Ma se l'introduzione dei reati di frode informatica e di contraffazione di
carte di credito potrebbe non avere conseguenze operative importanti per le
aziende, i delitti sulla privacy saranno di grande impatto, soprattutto per la
configurazione della responsabilità per l'illecito trattamento dei dati.

Gli ingressi più recenti

L'inosservanza di specifici provvedimenti del Garante della privacy o la
mancata acquisizione del consenso per il trattamento dei dati per fini di
marketing, o ancora la conservazione delle riprese di videosorveglianza per
periodi superiori a 7 giorni sono solo alcuni esempi delle violazioni
potenzialmente in grado di interessare l'intera platea delle società
commerciali.

A evidenziare questa circostanza è stata proprio la Corte di cassazione, con la
relazione III/01/2013 del 22 agosto scorso. Con l'articolo 9 del Dl 93/2013,
infatti, è stata introdotta una nuova aggravante a effetto speciale del delitto
di frode informatica (640-ter del Codice penale) nel caso in cui il fatto venga
commesso con sostituzione dell'identità digitale in danno di uno o più
soggetti. La pena prevista è la reclusione da due a sei anni e una multa da 600
a 3mila euro. Scopo normativo, secondo la Cassazione, è ampliare la tutela
dell'identità digitale per aumentare la fiducia dei cittadini nei servizi
online e arginare le frodi con furto di identità.

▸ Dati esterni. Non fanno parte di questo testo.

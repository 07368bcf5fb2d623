//! Trust scoring over the built graph.
//!
//! ```text
//! score(v) = I(v)·w_I + U(v)·w_U + B(v)·w_B + O(v)·w_O − max(0, D(v))·w_D
//!
//!   I(v)  incoming edges
//!   U(v)  distinct issuers into v
//!   B(v)  bidirectional neighbours
//!   O(v)  incoming edges issued by the org
//!   D(v)  depth from the org (−1 unreachable ⇒ no penalty)
//! ```
//!
//! Scores clamp at zero. Top-N ordering breaks ties by node id so results
//! are deterministic.

use std::collections::HashSet;

use serde::{Deserialize, Serialize};

use super::graph::TrustGraph;

/// Configurable scoring weights
#[derive(Debug, Clone, Copy, Serialize, Deserialize)]
pub struct ScoreWeights {
    /// Weight of incoming edges
    pub incoming: f64,
    /// Weight of distinct issuers
    pub distinct_issuers: f64,
    /// Weight of bidirectional neighbours
    pub bidirectional: f64,
    /// Weight of org-issued edges
    pub org_issued: f64,
    /// Per-hop depth penalty
    pub depth_penalty: f64,
}

impl Default for ScoreWeights {
    fn default() -> Self {
        Self {
            incoming: 1.0,
            distinct_issuers: 2.0,
            bidirectional: 3.0,
            org_issued: 2.0,
            depth_penalty: 0.1,
        }
    }
}

/// Score of one node with its factor breakdown
#[derive(Debug, Clone, Serialize)]
#[serde(rename_all = "camelCase")]
pub struct TrustScore {
    /// The scored identifier
    pub id: String,
    /// Final clamped score
    pub score: f64,
    /// `I(v)`
    pub incoming: usize,
    /// `U(v)`
    pub distinct_issuers: usize,
    /// `B(v)`
    pub bidirectional_neighbors: usize,
    /// `O(v)`
    pub org_issued: usize,
    /// `D(v)`; `-1` if unreachable from the org
    pub depth: i64,
}

/// Aggregate graph statistics
#[derive(Debug, Clone, Serialize)]
#[serde(rename_all = "camelCase")]
pub struct TrustSummary {
    /// Node count
    pub total_nodes: usize,
    /// Edge count
    pub total_edges: usize,
    /// Mean node score
    pub mean_score: f64,
    /// Highest node score
    pub max: f64,
    /// Lowest node score
    pub min: f64,
    /// Median depth over reachable nodes
    pub median_depth: f64,
    /// Mutual relations, each counted once
    pub bidirectional_pairs: usize,
}

impl TrustGraph {
    /// Score a single node; `None` if the id is not in the graph.
    pub fn score(&self, aid: &str, weights: &ScoreWeights) -> Option<TrustScore> {
        let node = self.nodes.get(aid)?;

        let mut incoming = 0usize;
        let mut issuers = HashSet::new();
        let mut org_issued = 0usize;
        let mut mutual_neighbors = HashSet::new();

        for edge in &self.edges {
            if edge.to == aid {
                incoming += 1;
                issuers.insert(edge.from.as_str());
                if edge.from == self.org_id {
                    org_issued += 1;
                }
            }
            if edge.bidirectional {
                if edge.to == aid {
                    mutual_neighbors.insert(edge.from.as_str());
                } else if edge.from == aid {
                    mutual_neighbors.insert(edge.to.as_str());
                }
            }
        }

        let depth = node.depth;
        let penalty = if depth > 0 { depth as f64 } else { 0.0 };

        let raw = incoming as f64 * weights.incoming
            + issuers.len() as f64 * weights.distinct_issuers
            + mutual_neighbors.len() as f64 * weights.bidirectional
            + org_issued as f64 * weights.org_issued
            - penalty * weights.depth_penalty;

        Some(TrustScore {
            id: aid.to_string(),
            score: raw.max(0.0),
            incoming,
            distinct_issuers: issuers.len(),
            bidirectional_neighbors: mutual_neighbors.len(),
            org_issued,
            depth,
        })
    }

    /// All node scores, highest first, ties stable by node id.
    pub fn top_scores(&self, limit: Option<usize>, weights: &ScoreWeights) -> Vec<TrustScore> {
        let mut scores: Vec<TrustScore> = self
            .nodes
            .keys()
            .filter_map(|id| self.score(id, weights))
            .collect();

        scores.sort_by(|a, b| {
            b.score
                .partial_cmp(&a.score)
                .unwrap_or(std::cmp::Ordering::Equal)
                .then_with(|| a.id.cmp(&b.id))
        });

        if let Some(n) = limit {
            scores.truncate(n);
        }
        scores
    }

    /// Aggregate statistics over the whole graph.
    pub fn summary(&self, weights: &ScoreWeights) -> TrustSummary {
        let scores = self.top_scores(None, weights);

        let (mean, max, min) = if scores.is_empty() {
            (0.0, 0.0, 0.0)
        } else {
            let sum: f64 = scores.iter().map(|s| s.score).sum();
            (
                sum / scores.len() as f64,
                scores.first().map(|s| s.score).unwrap_or(0.0),
                scores.last().map(|s| s.score).unwrap_or(0.0),
            )
        };

        let mut depths: Vec<i64> = self
            .nodes
            .values()
            .map(|n| n.depth)
            .filter(|&d| d >= 0)
            .collect();
        depths.sort_unstable();
        let median_depth = match depths.len() {
            0 => 0.0,
            n if n % 2 == 1 => depths[n / 2] as f64,
            n => (depths[n / 2 - 1] + depths[n / 2]) as f64 / 2.0,
        };

        TrustSummary {
            total_nodes: self.nodes.len(),
            total_edges: self.edges.len(),
            mean_score: mean,
            max,
            min,
            median_depth,
            bidirectional_pairs: self.bidirectional_pairs(),
        }
    }
}

// ============================================================================
// TESTS
// ============================================================================

#[cfg(test)]
mod tests {
    use super::*;
    use crate::credentials::Credential;

    fn credential(said: &str, issuer: &str, recipient: &str, schema: &str) -> Credential {
        Credential {
            said: said.into(),
            issuer_id: issuer.into(),
            recipient_id: recipient.into(),
            schema_id: schema.into(),
            data: serde_json::Value::Null,
            timestamp: 1_700_000_000,
            signature: None,
            expires_at: None,
        }
    }

    #[test]
    fn test_single_membership_score() {
        // I=1, U=1, B=0, O=1, D=1 ⇒ 1·1 + 1·2 + 0·3 + 1·2 − 1·0.1 = 4.9
        let graph = TrustGraph::build(
            "EORG123",
            &[credential("ESAID001", "EORG123", "EUSER1", "membership")],
        );

        let score = graph.score("EUSER1", &ScoreWeights::default()).unwrap();
        assert_eq!(score.incoming, 1);
        assert_eq!(score.distinct_issuers, 1);
        assert_eq!(score.bidirectional_neighbors, 0);
        assert_eq!(score.org_issued, 1);
        assert_eq!(score.depth, 1);
        assert!((score.score - 4.9).abs() < 1e-9);
    }

    #[test]
    fn test_score_monotonicity() {
        let base = vec![credential("ESAID001", "EORG123", "EUSER1", "membership")];
        let graph = TrustGraph::build("EORG123", &base);
        let base_score = graph.score("EUSER1", &ScoreWeights::default()).unwrap().score;

        // One more incoming edge from a distinct issuer never lowers the score
        let mut more = base.clone();
        more.push(credential("ESAID002", "EUSER9", "EUSER1", "invitation"));
        let graph = TrustGraph::build("EORG123", &more);
        let more_score = graph.score("EUSER1", &ScoreWeights::default()).unwrap().score;
        assert!(more_score >= base_score);

        // A mutual edge raises it further
        let mut mutual = more.clone();
        mutual.push(credential("ESAID003", "EUSER1", "EUSER9", "invitation"));
        let graph = TrustGraph::build("EORG123", &mutual);
        let mutual_score = graph.score("EUSER1", &ScoreWeights::default()).unwrap().score;
        assert!(mutual_score >= more_score);
    }

    #[test]
    fn test_unreachable_depth_not_penalised() {
        let graph = TrustGraph::build(
            "EORG123",
            &[credential("ESAID001", "EUSERX", "EUSERY", "invitation")],
        );

        let score = graph.score("EUSERY", &ScoreWeights::default()).unwrap();
        assert_eq!(score.depth, -1);
        // I=1, U=1 ⇒ 3.0 with no penalty applied
        assert!((score.score - 3.0).abs() < 1e-9);
    }

    #[test]
    fn test_score_clamped_at_zero() {
        let weights = ScoreWeights {
            incoming: 0.0,
            distinct_issuers: 0.0,
            bidirectional: 0.0,
            org_issued: 0.0,
            depth_penalty: 10.0,
        };
        let graph = TrustGraph::build(
            "EORG123",
            &[credential("ESAID001", "EORG123", "EUSER1", "membership")],
        );

        assert_eq!(graph.score("EUSER1", &weights).unwrap().score, 0.0);
    }

    #[test]
    fn test_top_scores_stable_order() {
        // Two users with identical factors: ties break by id
        let graph = TrustGraph::build(
            "EORG123",
            &[
                credential("ESAID001", "EORG123", "EUSER2", "membership"),
                credential("ESAID002", "EORG123", "EUSER1", "membership"),
            ],
        );

        let scores = graph.top_scores(None, &ScoreWeights::default());
        let tied: Vec<&str> = scores
            .iter()
            .filter(|s| s.id != "EORG123")
            .map(|s| s.id.as_str())
            .collect();
        assert_eq!(tied, vec!["EUSER1", "EUSER2"]);

        let limited = graph.top_scores(Some(1), &ScoreWeights::default());
        assert_eq!(limited.len(), 1);
    }

    #[test]
    fn test_summary() {
        let graph = TrustGraph::build(
            "EORG123",
            &[
                credential("ESAID001", "EORG123", "EUSER1", "membership"),
                credential("ESAID002", "EORG123", "EUSER2", "membership"),
                credential("ESAID003", "EUSER1", "EUSER2", "invitation"),
                credential("ESAID004", "EUSER2", "EUSER1", "invitation"),
            ],
        );

        let summary = graph.summary(&ScoreWeights::default());
        assert_eq!(summary.total_nodes, 3);
        assert_eq!(summary.total_edges, 4);
        assert_eq!(summary.bidirectional_pairs, 1);
        assert!((summary.median_depth - 1.0).abs() < 1e-9);
        assert!(summary.max >= summary.mean_score);
        assert!(summary.mean_score >= summary.min);
    }
}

La stessa norma ha poi inserito nel reato di frode informatica, aggravato dalla
sostituzione dell'identità digitale, l'indebito utilizzo, falsificazione,
alterazione e ricettazione di carte di credito o di pagamento (articolo 55
comma 9 del Dlgs 231/2007), e i delitti (ma non le contravvenzioni) sulla
violazione della privacy previsti dal Dlgs 196/2003 – e cioè le fattispecie di
trattamento illecito dei dati, di falsità nelle dichiarazioni-notificazioni al
Garante e di inosservanza dei provvedimenti del Garante – nel catalogo dei
reati che fanno scattare la responsabilità degli enti a norma del Dlgs
231/2001.

Le conseguenze

Tutte le imprese che hanno già adottato modelli organizzativi in base al
decreto 231 e quelle che, in futuro, intendono predisporre i modelli, devono
ora prevedere le misure organizzative e di prevenzione per questi nuovi
delitti.

In assenza dei modelli preventivi o anche in presenza di modelli inadeguati o
non aggiornati, se i vertici dell'impresa dovessero commettere uno dei delitti
previsti in materia di privacy, la società sarà soggetta a una sanzione da 100
a 500 quote. Considerato che una quota singola può variare da un minimo di 258
fino a un massimo di 1.549 euro, la sanzione minima potrà oscillare tra 25.800
e 154.900 euro, mentre quella massima tra 129.000 e 774.500 euro.

Infine, bisogna ricordare che nell'arco di 11 anni si sono susseguite ripetute
integrazioni, che hanno di gran lunga ampliato il catalogo delle violazioni
penali rilevanti.

In particolare, qualche mese fa era stato aggiunto l'irregolare impiego di
cittadini extracomunitari, mentre, nel 2011 era stata la volta di una serie di
reati ambientali. Nel 2009 invece sono arrivati i reati di criminalità
organizzata, i delitti contro l'industria e il commercio; i reati legati alla
violazione del diritto d'autore, e l'induzione a non rendere dichiarazioni
mendaci all'autorità giudiziaria.

Nel 2007 con le violazioni penali in materia di sicurezza sui posti di lavoro
si è verificata la vera svolta, perché questi reati interessano l'intero mondo
imprenditoriale. Inoltre, senza un modello organizzativo aggiornato, la società
risponderà penalmente quando una delle persone che riveste funzioni di
rappresentanza, amministrazione, direzione, gestione e controllo dell'ente,
ovvero un soggetto sottoposto alla loro direzione o vigilanza, materialmente dà
o promette denaro o altra utilità al pubblico ufficiale o all'incaricato di
pubblico servizio. In caso di accertata responsabilità della società, questa
può essere condannata a una sanzione pecuniaria fino a 1,2 milioni circa).